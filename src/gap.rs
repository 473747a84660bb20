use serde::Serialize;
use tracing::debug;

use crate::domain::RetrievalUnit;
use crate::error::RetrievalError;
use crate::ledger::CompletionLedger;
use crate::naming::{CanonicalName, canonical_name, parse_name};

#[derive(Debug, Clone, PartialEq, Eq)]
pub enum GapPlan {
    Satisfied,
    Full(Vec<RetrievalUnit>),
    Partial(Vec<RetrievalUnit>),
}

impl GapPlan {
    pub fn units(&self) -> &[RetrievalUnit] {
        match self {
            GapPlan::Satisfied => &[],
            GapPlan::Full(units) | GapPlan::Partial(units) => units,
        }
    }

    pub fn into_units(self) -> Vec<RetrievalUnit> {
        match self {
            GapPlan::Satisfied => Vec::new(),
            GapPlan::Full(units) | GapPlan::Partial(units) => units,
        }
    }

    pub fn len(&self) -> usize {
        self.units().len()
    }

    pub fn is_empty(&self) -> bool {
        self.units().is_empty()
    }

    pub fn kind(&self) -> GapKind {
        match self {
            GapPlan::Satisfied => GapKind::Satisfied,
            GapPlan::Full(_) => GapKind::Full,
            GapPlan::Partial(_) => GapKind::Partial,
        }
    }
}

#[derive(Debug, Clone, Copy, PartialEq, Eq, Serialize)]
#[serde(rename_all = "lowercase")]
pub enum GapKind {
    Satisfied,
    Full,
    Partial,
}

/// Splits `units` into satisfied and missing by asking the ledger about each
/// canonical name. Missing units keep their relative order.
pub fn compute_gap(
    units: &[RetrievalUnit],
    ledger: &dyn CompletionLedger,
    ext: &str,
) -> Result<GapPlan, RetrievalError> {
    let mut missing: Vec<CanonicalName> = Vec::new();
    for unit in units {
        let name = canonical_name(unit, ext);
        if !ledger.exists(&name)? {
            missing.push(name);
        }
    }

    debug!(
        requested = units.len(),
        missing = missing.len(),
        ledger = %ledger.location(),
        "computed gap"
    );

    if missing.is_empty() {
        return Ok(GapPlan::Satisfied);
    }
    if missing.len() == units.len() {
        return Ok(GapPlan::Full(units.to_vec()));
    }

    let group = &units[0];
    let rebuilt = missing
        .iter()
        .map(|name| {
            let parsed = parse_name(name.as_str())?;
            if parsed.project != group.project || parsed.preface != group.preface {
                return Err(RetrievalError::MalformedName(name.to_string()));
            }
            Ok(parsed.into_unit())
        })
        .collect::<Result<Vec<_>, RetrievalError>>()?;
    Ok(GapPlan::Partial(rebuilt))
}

★ ★ ★

When a line in the records holds the string "PartialEq", copy that line.

#[derive(Debug, Clone, PartialEq, Eq)]
#[derive(Debug, Clone, Copy, PartialEq, Eq, Serialize)]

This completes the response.